• [WORK TO COMPLETE]:
Please print all the lines below exactly as they are written.

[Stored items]

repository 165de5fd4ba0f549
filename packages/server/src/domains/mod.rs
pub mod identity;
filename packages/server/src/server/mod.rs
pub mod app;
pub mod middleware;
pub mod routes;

• [PROBLEM SOLUTION]:
repository 165de5fd4ba0f549
filename packages/server/src/domains/mod.rs
pub mod identity;
filename packages/server/src/server/mod.rs
pub mod app;
pub mod middleware;
pub mod routes;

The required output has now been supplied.